Zohran Mamdani’s victory in New York’s mayoral election was long anticipated. But it is no less remarkable for that. A year ago, when the 34-year-old launched his selection campaign, he was an assemblyman with 1 per cent name recognition up against Andrew Cuomo, a donor-backed former governor and heir to one of the city’s most storied dynasties. This morning the self-described democratic socialist became New York’s first Muslim mayor and its youngest for more than a century.
It’s easy to dismiss Mamdani’s election as a local phenomenon. But the trends that underpinned it are those reshaping politics across the West. “Lessons for progressives the world over,” declared Wes Streeting this morning.
How did Mamdani carry 50 per cent of the vote – with a sour Cuomo trailing on 41.6 per cent – in the highest turnout election since 1969? Above all through a relentless focus on the cost of living. His wasn’t a platform built on vibes but on policy: a rent freeze, universal childcare, free buses and affordable, city-run food stores, funded through progressive taxation. By centring these issues Mamdani showed that he had learned from his party’s defeats a year ago.
“You have to speak in a language everyone can understand and see themselves in, and you also have to speak to the struggles that people are living through and the ones that dominate their day-to-day lives,” he told Ross Barkan in a recent NS interview. “Oftentimes [Democrats have] spoken about democracy, but if you cannot afford to live in the city you call a home, you don’t have all that time to be concerned about values. Fiorello La Guardia said that you cannot preach self-government and liberty to a starving people.”

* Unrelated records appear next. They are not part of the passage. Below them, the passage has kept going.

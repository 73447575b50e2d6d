use base::prelude::{disassemble, UNPATCHED_JUMP_TARGET};

use super::super::image::jump_to;
use super::super::types::AssemblerFailure;
use super::{assemble, assemble_source, AssemblerOptions, ProgramImage};

fn assemble_ok(source: &str) -> ProgramImage {
    match assemble_source(source, &AssemblerOptions::default()) {
        Ok(image) => image,
        Err(e) => panic!("failed to assemble {source:?}: {e}"),
    }
}

fn words(source: &str) -> Vec<u32> {
    assemble_ok(source).words().collect()
}

fn symbolic(word: u32) -> String {
    disassemble(word)
        .map(|s| s.to_string())
        .unwrap_or_else(|e| panic!("{word:#010X} should disassemble: {e}"))
}

#[test]
fn test_empty_program_is_a_halt() {
    assert_eq!(words(""), vec![0]);
}

#[test]
fn test_halt_is_appended() {
    assert_eq!(
        words("ADD r1, r2, r3;"),
        vec![(1 << 19) | (2 << 16) | 1, 0]
    );
}

#[test]
fn test_assembly_is_deterministic() {
    let source = ".DATA; STRING s \"abc\"; .CODE; :top; JMP @top; LOADWORDI r1, @s;";
    let first = assemble_ok(source);
    let second = assemble_ok(source);
    assert_eq!(first, second);
}

#[test]
fn test_backward_loop() {
    let got = words(":loop; DEC r1; JNZ @loop;");
    assert_eq!(got.len(), 3);
    assert_eq!(symbolic(got[0]), "DEC r1");
    assert_eq!(symbolic(got[1]), "JNZ 00h");
}

#[test]
fn test_forward_reference() {
    let got = words("JMP @end; INC r1; :end; DEC r1;");
    // `end` is at byte 8, which is word 2.
    assert_eq!(got[0], jump_to(8));
    assert_eq!(symbolic(got[0]), "JMP 02h");
}

#[test]
fn test_origin_shifts_labels() {
    let options = AssemblerOptions { origin: 0x100 };
    let assembly = assemble("INC r1; :here; JMP @here;", &options).expect("valid");
    assert_eq!(assembly.labels.get("here"), Some(0x104));
    let got: Vec<u32> = assembly.image.words().collect();
    assert_eq!(got[1], jump_to(0x104));
}

#[test]
fn test_loadwordi_is_two_words() {
    let assembly =
        assemble("LOADWORDI r1, 42; :after;", &AssemblerOptions::default()).expect("valid");
    assert_eq!(assembly.labels.get("after"), Some(8));
    let got: Vec<u32> = assembly.image.words().collect();
    assert_eq!(got.len(), 3);
    assert_eq!(symbolic(got[0]), "LOADWORDI r1, 02Ah");
    assert_eq!(symbolic(got[1]), "LOADWORDI r1, 00h # high half");
}

#[test]
fn test_data_is_skipped_by_a_patched_jump() {
    let assembly = assemble(
        ".DATA; STRING greeting \"Hi\"; INT n 7; .CODE; :start; LOADWORDIMEM r1, @n;",
        &AssemblerOptions::default(),
    )
    .expect("valid");
    let labels = &assembly.labels;
    // Jump at 0, "Hi\0" padded to 4 bytes at 4, n at 8.
    assert_eq!(labels.get("greeting"), Some(4));
    assert_eq!(labels.get("n"), Some(8));
    assert_eq!(labels.get("start"), Some(12));
    let image = &assembly.image;
    assert_eq!(&image.bytes[4..8], b"Hi\0\0");
    let got: Vec<u32> = image.words().collect();
    assert_eq!(got[0], jump_to(12));
    assert_eq!(got[2], 7);
    assert_eq!(symbolic(got[3]), "LOADWORDIMEM r1, 02h");
    assert_eq!(got[4], 0);
    assert!(!got.contains(&(jump_to(0) | UNPATCHED_JUMP_TARGET)));
}

#[test]
fn test_string_padding() {
    let assembly = assemble(
        ".DATA; STRING four \"abcd\"; STRING three \"abc\"; .CODE; HALT;",
        &AssemblerOptions::default(),
    )
    .expect("valid");
    // Four characters need a second word for the terminator.
    assert_eq!(assembly.labels.get("four"), Some(4));
    assert_eq!(assembly.labels.get("three"), Some(12));
    assert_eq!(&assembly.image.bytes[4..16], b"abcd\0\0\0\0abc\0");
}

#[test]
fn test_program_ending_in_data_jumps_to_the_halt() {
    let got = words("INC r1; .DATA; INT x 5;");
    assert_eq!(got, vec![symbolic_word("INC r1"), jump_to(12), 5, 0]);
}

fn symbolic_word(text: &str) -> u32 {
    let image = assemble_ok(&format!("{text};"));
    let first = image.words().next().expect("at least one word");
    first
}

#[test]
fn test_func_section_is_skipped_too() {
    let assembly = assemble(
        ".FUNC; :double; ADD r1, r1, r1; RETURN; .CODE; :main; GOSUB;",
        &AssemblerOptions::default(),
    )
    .expect("valid");
    assert_eq!(assembly.labels.get("double"), Some(4));
    assert_eq!(assembly.labels.get("main"), Some(12));
    let got: Vec<u32> = assembly.image.words().collect();
    assert_eq!(got[0], jump_to(12));
    assert_eq!(symbolic(got[1]), "ADD r1, r1, r1");
}

#[test]
fn test_data_then_func_share_one_skip_jump() {
    let assembly = assemble(
        ".DATA; INT x; .FUNC; :f; RETURN; .CODE; :main; HALT;",
        &AssemblerOptions::default(),
    )
    .expect("valid");
    assert_eq!(assembly.labels.get("x"), Some(4));
    assert_eq!(assembly.labels.get("f"), Some(8));
    assert_eq!(assembly.labels.get("main"), Some(12));
    let got: Vec<u32> = assembly.image.words().collect();
    assert_eq!(got[0], jump_to(12));
}

#[test]
fn test_two_data_sections_get_two_jumps() {
    let got = words(".DATA; INT a 1; .CODE; INC r1; .DATA; INT b 2; .CODE; DEC r1;");
    assert_eq!(got[0], jump_to(8));
    assert_eq!(got[1], 1);
    assert_eq!(symbolic(got[2]), "INC r1");
    assert_eq!(got[3], jump_to(20));
    assert_eq!(got[4], 2);
    assert_eq!(symbolic(got[5]), "DEC r1");
}

#[test]
fn test_bytes_with_label_address() {
    let assembly = assemble(
        ".DATA; INT target 0; BYTES table 1, @target, 2; .CODE; HALT;",
        &AssemblerOptions { origin: 0x1000 },
    )
    .expect("valid");
    assert_eq!(assembly.labels.get("target"), Some(0x1004));
    // 1 + 4 + 1 bytes, padded to 8.
    assert_eq!(assembly.labels.get("table"), Some(0x1008));
    assert_eq!(
        &assembly.image.bytes[8..16],
        &[1, 0x04, 0x10, 0, 0, 2, 0, 0]
    );
}

#[test]
fn test_stack_is_reserved_before_the_program() {
    let assembly = assemble(".STACK 8; :start; HALT;", &AssemblerOptions::default()).expect("valid");
    assert_eq!(assembly.image.stack_words, 8);
    assert_eq!(assembly.labels.get("start"), Some(32));
    // No bytes are emitted for the stack itself.
    assert_eq!(assembly.image.bytes.len(), 8);
}

#[test]
fn test_rebinding_a_label_at_the_same_address() {
    let assembly = assemble(":a; :a; HALT;", &AssemblerOptions::default()).expect("valid");
    assert_eq!(assembly.labels.get("a"), Some(0));
}

#[test]
fn test_label_conflict() {
    match assemble_source(":a; HALT;\n:a;", &AssemblerOptions::default()) {
        Err(AssemblerFailure::LabelConflict {
            line, old, new, ..
        }) => {
            assert_eq!((line, old, new), (2, 0, 4));
        }
        other => panic!("expected a label conflict, got {other:?}"),
    }
}

#[test]
fn test_undefined_label() {
    match assemble_source("HALT;\nJMP @nowhere;", &AssemblerOptions::default()) {
        Err(AssemblerFailure::UndefinedLabel { line, name }) => {
            assert_eq!(line, 2);
            assert_eq!(name, "nowhere");
        }
        other => panic!("expected an undefined label, got {other:?}"),
    }
}

#[test]
fn test_unknown_mnemonic_reports_its_line() {
    match assemble_source("HALT;\n\nFROB r1;", &AssemblerOptions::default()) {
        Err(AssemblerFailure::UnknownMnemonic { line, mnemonic }) => {
            assert_eq!(line, 3);
            assert_eq!(mnemonic, "FROB");
        }
        other => panic!("expected an unknown mnemonic, got {other:?}"),
    }
}

#[test]
fn test_each_assembly_has_its_own_labels() {
    assert!(assemble_source(":x; HALT;", &AssemblerOptions::default()).is_ok());
    assert!(matches!(
        assemble_source("JMP @x;", &AssemblerOptions::default()),
        Err(AssemblerFailure::UndefinedLabel { .. })
    ));
}

#[test]
fn test_listing_shows_patched_jump_and_labels() {
    let assembly = assemble(
        ".DATA; INT n 3; .CODE; :go; INC r1;",
        &AssemblerOptions::default(),
    )
    .expect("valid");
    let listing = assembly.listing().to_string();
    assert!(listing.contains("JMP 02h"), "{listing}");
    assert!(listing.contains(":go"), "{listing}");
    assert!(listing.contains("Labels:\n00000008 go\n00000004 n\n"), "{listing}");
}
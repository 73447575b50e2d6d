//! Turns a single token into a leaf of the syntax tree.
use super::ast::{LiteralValue, ReturnType, SyntaxTreeNode};
use super::rx::LazyRegex;
use super::types::{CompileError, LineNumber};

static HEXADECIMAL: LazyRegex = LazyRegex::token(r"0[Xx][0-9A-Fa-f_]+");
static OCTAL: LazyRegex = LazyRegex::token(r"0[0-7_]+");
static BINARY: LazyRegex = LazyRegex::token(r"0[Bb][01_]+");
static DECIMAL: LazyRegex = LazyRegex::token(r"[-+]?[0-9_]+[Ll]?");
static FLOATING_POINT: LazyRegex =
    LazyRegex::token(r"[-+]?([0-9]+\.[0-9]*|\.[0-9]+|[0-9]+)([eE][-+]?[0-9]+)?[fF]?");
static IDENTIFIER: LazyRegex = LazyRegex::token(r"[A-Za-z_][A-Za-z0-9_]*");

pub(crate) fn is_identifier(token: &str) -> bool {
    IDENTIFIER.is_match(token)
}

/// Reads an integer literal, keeping only the low 32 bits of any
/// value which fits in 64.
fn integer(
    line: LineNumber,
    token: &str,
    digits: &str,
    radix: u32,
) -> Result<SyntaxTreeNode, CompileError> {
    let (negative, digits) = match digits.strip_prefix('-') {
        Some(rest) => (true, rest),
        None => (false, digits.strip_prefix('+').unwrap_or(digits)),
    };
    let digits: String = digits
        .chars()
        .filter(|c| *c != '_' && *c != 'L' && *c != 'l')
        .collect();
    let magnitude = u64::from_str_radix(&digits, radix).map_err(|_| CompileError::Overflow {
        line,
        literal: token.to_string(),
        target: "int",
    })?;
    let value = if negative {
        magnitude.wrapping_neg()
    } else {
        magnitude
    };
    #[allow(clippy::cast_possible_truncation)]
    let low = value as u32 as i32;
    Ok(SyntaxTreeNode::literal(
        ReturnType::Int,
        LiteralValue::Int(low),
        line,
    ))
}

/// Classifies a lone token as a literal or a variable reference.
///
/// # Errors
///
/// [`CompileError::Overflow`] for integers wider than 64 bits and
/// [`CompileError::Syntax`] for tokens which are neither literals
/// nor names.
pub(crate) fn leaf(line: LineNumber, token: &str) -> Result<SyntaxTreeNode, CompileError> {
    if token.len() >= 2 && token.starts_with('"') && token.ends_with('"') {
        let text = &token[1..token.len() - 1];
        return Ok(SyntaxTreeNode::literal(
            ReturnType::Database,
            LiteralValue::Str(text.to_string()),
            line,
        ));
    }
    match token {
        "true" | "false" => {
            return Ok(SyntaxTreeNode::literal(
                ReturnType::Int,
                LiteralValue::Bool(token == "true"),
                line,
            ));
        }
        _ => (),
    }
    if HEXADECIMAL.is_match(token) {
        integer(line, token, &token[2..], 16)
    } else if OCTAL.is_match(token) {
        integer(line, token, &token[1..], 8)
    } else if BINARY.is_match(token) {
        integer(line, token, &token[2..], 2)
    } else if DECIMAL.is_match(token) {
        integer(line, token, token, 10)
    } else if FLOATING_POINT.is_match(token) {
        let digits = token.trim_end_matches(['f', 'F']);
        match digits.parse::<f64>() {
            Ok(value) => Ok(SyntaxTreeNode::literal(
                ReturnType::Float,
                LiteralValue::Double(value),
                line,
            )),
            Err(e) => Err(CompileError::Internal {
                line: Some(line),
                msg: format!("floating-point literal '{token}' could not be read: {e}"),
            }),
        }
    } else if is_identifier(token) {
        Ok(SyntaxTreeNode::variable_read(token, line))
    } else {
        Err(CompileError::syntax(
            line,
            format!("'{token}' is neither a literal nor a name"),
        ))
    }
}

Mamdani was a candidate made for the era of the attention economy, the same force that, in different ways, Nigel Farage, Zack Polanski and Ed Davey are harnessing (and that some argue Keir Starmer must). “I’m freezing… your rent,” he declared before diving into the waters off Coney Island, suit and tie included.
But Mamdani’s most telling video came a year ago when he interviewed Trump voters on the streets of Queen’s and the Bronx where working-class neighbourhoods swung heavily towards the president. As they regaled him with their cost-of-living woes, Mamdani promised “a little bit more of an affordable life”. It was this message that carried him to victory.
He now faces the burden of high expectations and of governing rather than campaigning. To succeed he will need to build alliances, something that Mamdani understands. “This has to be a party that actually allows for Americans to see themselves in it and not just be a mirror image of just a few people who are engaged in politics,” he said when asked about centrist Democrats Abigail Spanberger and Mikie Sherrill (who won comfortably in Virginia and New Jersey last night). “To me, what binds all of us together is who we are fighting to serve, and that is working people.”
For a Labour Party committed to the same aim there is cause for reflection. Rather than achieving positive definition, it has been burdened by negative associations – the government’s most well-known policy remains the winter fuel payment cuts. As she plans a tax-raising Budget but vows to address the cost of living, Rachel Reeves knows this has to change. If it doesn’t, the same insurgent forces that propelled Mamdani to victory will be turned against Labour.